*** Begin section ***

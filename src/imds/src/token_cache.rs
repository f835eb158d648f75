// Copyright 2025 Google LLC
//
// Licensed under the Apache License, Version 2.0 (the "License");
// you may not use this file except in compliance with the License.
// You may obtain a copy of the License at
//
//     https://www.apache.org/licenses/LICENSE-2.0
//
// Unless required by applicable law or agreed to in writing, software
// distributed under the License is distributed on an "AS IS" BASIS,
// WITHOUT WARRANTIES OR CONDITIONS OF ANY KIND, either express or implied.
// See the License for the specific language governing permissions and
// limitations under the License.

use crate::Result;
use crate::clock::Clock;
use crate::errors::Error;
use crate::token::{Token, TokenProvider};
use futures::future::{BoxFuture, FutureExt, Shared, WeakShared};
use std::sync::{Arc, Mutex};

type Refresh = Shared<BoxFuture<'static, Result<Token>>>;

/// Caches the session token and coalesces concurrent refreshes.
///
/// At most one refresh is in flight at any time. Callers arriving while a
/// refresh is in flight wait for it and receive the same token, or the same
/// error.
#[derive(Debug)]
pub(crate) struct TokenCache {
    state: Arc<Mutex<State>>,
    // The token provider. This thing does the refreshing.
    inner: Arc<dyn TokenProvider>,
    clock: Arc<dyn Clock>,
}

#[derive(Default)]
struct State {
    token: Option<Token>,
    // The in-flight refresh, if any. Only waiters hold strong references, so
    // the refresh is dropped (and its request aborted) once every waiter is
    // gone.
    refresh: Option<(u64, WeakShared<BoxFuture<'static, Result<Token>>>)>,
    generation: u64,
}

impl std::fmt::Debug for State {
    fn fmt(&self, f: &mut std::fmt::Formatter<'_>) -> std::fmt::Result {
        f.debug_struct("State")
            .field("token", &self.token)
            .field("refresh_in_progress", &self.refresh.is_some())
            .field("generation", &self.generation)
            .finish()
    }
}

// We manually implement the `Clone` trait to share the state between clones.
impl Clone for TokenCache {
    fn clone(&self) -> TokenCache {
        TokenCache {
            state: self.state.clone(),
            inner: self.inner.clone(),
            clock: self.clock.clone(),
        }
    }
}

impl TokenCache {
    pub(crate) fn new(inner: Arc<dyn TokenProvider>, clock: Arc<dyn Clock>) -> TokenCache {
        TokenCache {
            state: Arc::new(Mutex::new(State::default())),
            inner,
            clock,
        }
    }

    /// Returns a token that has not expired, refreshing it if needed.
    pub(crate) async fn token(&self) -> Result<Token> {
        let (id, refresh) = match self.cached_or_refresh() {
            Ok(token) => return Ok(token),
            Err(refresh) => refresh,
        };

        // Keep `refresh` alive until the result is stored, callers arriving
        // in between must find the completed refresh, not start a new one.
        let result = refresh.clone().await;

        {
            let mut state = self.state.lock().expect("token cache lock is poisoned");
            // Only the first waiter to finish stores the result.
            if state.refresh.as_ref().is_some_and(|(g, _)| *g == id) {
                state.refresh = None;
                if let Ok(token) = &result {
                    state.token = Some(token.clone());
                }
            }
        }
        drop(refresh);

        let token = result?;
        // Check freshness at read time, the refresh may have taken longer
        // than the token lifetime.
        if !token.is_valid_at(self.clock.now()) {
            return Err(Error::token_acquisition(
                true,
                "session token expired before use",
                std::io::Error::other("expired"),
            ));
        }
        Ok(token)
    }

    /// Drops `rejected` from the cache, the next call to `token()` refreshes
    /// it.
    ///
    /// A newer token, acquired by another caller after `rejected` was handed
    /// out, is kept.
    pub(crate) fn invalidate(&self, rejected: &Token) {
        let mut state = self.state.lock().expect("token cache lock is poisoned");
        if state.token.as_ref() != Some(rejected) {
            tracing::debug!("session token already replaced");
            return;
        }
        tracing::debug!("session token invalidated");
        state.token = None;
    }

    // Returns the cached token if it is still valid. Otherwise returns the
    // in-flight refresh, starting one if needed.
    fn cached_or_refresh(&self) -> std::result::Result<Token, (u64, Refresh)> {
        let now = self.clock.now();
        let mut state = self.state.lock().expect("token cache lock is poisoned");

        if let Some(token) = state.token.as_ref().filter(|t| t.is_valid_at(now)) {
            tracing::debug!("using cached session token");
            return Ok(token.clone());
        }

        // There is already a refresh. We will await its result.
        if let Some((id, refresh)) = state
            .refresh
            .as_ref()
            .and_then(|(id, weak)| weak.upgrade().map(|r| (*id, r)))
        {
            return Err((id, refresh));
        }

        // No refreshes. We should start one.
        state.generation += 1;
        let id = state.generation;
        let inner = self.inner.clone();
        let refresh = async move { inner.token().await }.boxed().shared();
        state.refresh = refresh.downgrade().map(|weak| (id, weak));
        tracing::debug!(generation = id, "refreshing session token");
        Err((id, refresh))
    }
}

*** End section ***

**WHAT YOU HAVE TO DO**
The answer is a bare number: how many lines of the records contain the string "flight"?

**EXERCISE OUTPUT**
4